### Exercise
Write out, word for word, the line that contains "let v = Vec3::new(10.0, 0.0, 0.0);" and each line after it down to the last line of the data below. Include nothing more.

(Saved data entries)
· · ·
//! Contact queries and collision response
//!
//! Query results returned by an [`Environment`](crate::platform::Environment)
//! and the two responses built on them: rope points bouncing off obstacles,
//! and the swinging character deflecting off walls.

use glam::Vec3;
use serde::{Deserialize, Serialize};

use crate::consts::UP;

/// Identifies a collider in the environment (used to exclude the character's own body)
#[derive(Debug, Clone, Copy, PartialEq, Eq, Hash, Serialize, Deserialize)]
pub struct ColliderId(pub u32);

/// A collider overlapping a query sphere
#[derive(Debug, Clone, Copy)]
pub struct Overlap {
    pub collider: ColliderId,
    /// Closest point on the collider surface to the query center
    pub point: Vec3,
    /// Surface normal at `point`, pointing out of the collider
    pub normal: Vec3,
    /// Concave triangle meshes are reported but ropes ignore them
    pub concave_mesh: bool,
}

/// First hit of a swept sphere
#[derive(Debug, Clone, Copy)]
pub struct CastHit {
    pub collider: ColliderId,
    /// Contact point on the collider surface
    pub point: Vec3,
    /// Surface normal at contact
    pub normal: Vec3,
    /// Distance travelled along the cast direction
    pub distance: f32,
}

/// Reflect velocity off a surface
///
/// Standard reflection: v' = v - 2(v·n)n
#[inline]
pub fn reflect_velocity(velocity: Vec3, normal: Vec3) -> Vec3 {
    velocity - 2.0 * velocity.dot(normal) * normal
}

/// Rope point response to an overlap
///
/// Returns the relocated point (just outside the surface) and the reflected,
/// damped velocity.
pub fn rope_point_response(
    velocity: Vec3,
    contact: &Overlap,
    point_radius: f32,
    dampening: f32,
) -> (Vec3, Vec3) {
    let velocity = reflect_velocity(velocity, contact.normal) * (1.0 - dampening);
    let position = contact.point + contact.normal * point_radius;
    (position, velocity)
}

/// Swinging body response to a wall hit
///
/// The reflected direction is biased upward so the character slides up and
/// off instead of sticking, and the speed is scaled by `friction`.
pub fn deflect_velocity(velocity: Vec3, normal: Vec3, friction: f32) -> Vec3 {
    let speed = velocity.length();
    let reflection = reflect_velocity(velocity.normalize_or_zero(), normal) + UP * 0.5;
    reflection.normalize_or_zero() * speed * friction
}

/// First overlap a rope point should respond to
///
/// Skips concave meshes; the environment already excludes the owner.
pub fn first_rope_contact(overlaps: &[Overlap]) -> Option<&Overlap> {
    overlaps.iter().find(|o| !o.concave_mesh)
}

#[cfg(test)]
mod tests {
    use super::*;

    fn overlap(normal: Vec3, concave_mesh: bool) -> Overlap {
        Overlap {
            collider: ColliderId(1),
            point: Vec3::ZERO,
            normal,
            concave_mesh,
        }
    }

    #[test]
    fn test_reflect_velocity() {
        // Moving down onto a floor
        let reflected = reflect_velocity(Vec3::new(1.0, -2.0, 0.0), Vec3::Y);
        assert!((reflected - Vec3::new(1.0, 2.0, 0.0)).length() < 0.0001);
    }

    #[test]
    fn test_rope_point_response_moves_outside() {
        let contact = overlap(Vec3::Y, false);
        let (pos, vel) = rope_point_response(Vec3::new(0.0, -4.0, 0.0), &contact, 0.05, 0.5);
        assert!((pos - Vec3::new(0.0, 0.05, 0.0)).length() < 0.0001);
        assert!((vel - Vec3::new(0.0, 2.0, 0.0)).length() < 0.0001);
    }

    #[test]
    fn test_deflect_velocity_biases_up_and_slows() {
        // Swinging straight into a wall facing -X
        let v = Vec3::new(10.0, 0.0, 0.0);
        let out = deflect_velocity(v, Vec3::NEG_X, 0.2);
        assert!(out.x < 0.0);
        assert!(out.y > 0.0);
        assert!((out.length() - 2.0).abs() < 0.0001);
    }

    #[test]
    fn test_first_rope_contact_skips_concave() {
        let overlaps = [overlap(Vec3::X, true), overlap(Vec3::Y, false)];
        let contact = first_rope_contact(&overlaps).expect("convex contact");
        assert_eq!(contact.normal, Vec3::Y);
        assert!(first_rope_contact(&overlaps[..1]).is_none());
    }
}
· · ·
### Output for this task
        let v = Vec3::new(10.0, 0.0, 0.0);
        let out = deflect_velocity(v, Vec3::NEG_X, 0.2);
        assert!(out.x < 0.0);
        assert!(out.y > 0.0);
        assert!((out.length() - 2.0).abs() < 0.0001);
    }

    #[test]
    fn test_first_rope_contact_skips_concave() {
        let overlaps = [overlap(Vec3::X, true), overlap(Vec3::Y, false)];
        let contact = first_rope_contact(&overlaps).expect("convex contact");
        assert_eq!(contact.normal, Vec3::Y);
        assert!(first_rope_contact(&overlaps[..1]).is_none());
    }
}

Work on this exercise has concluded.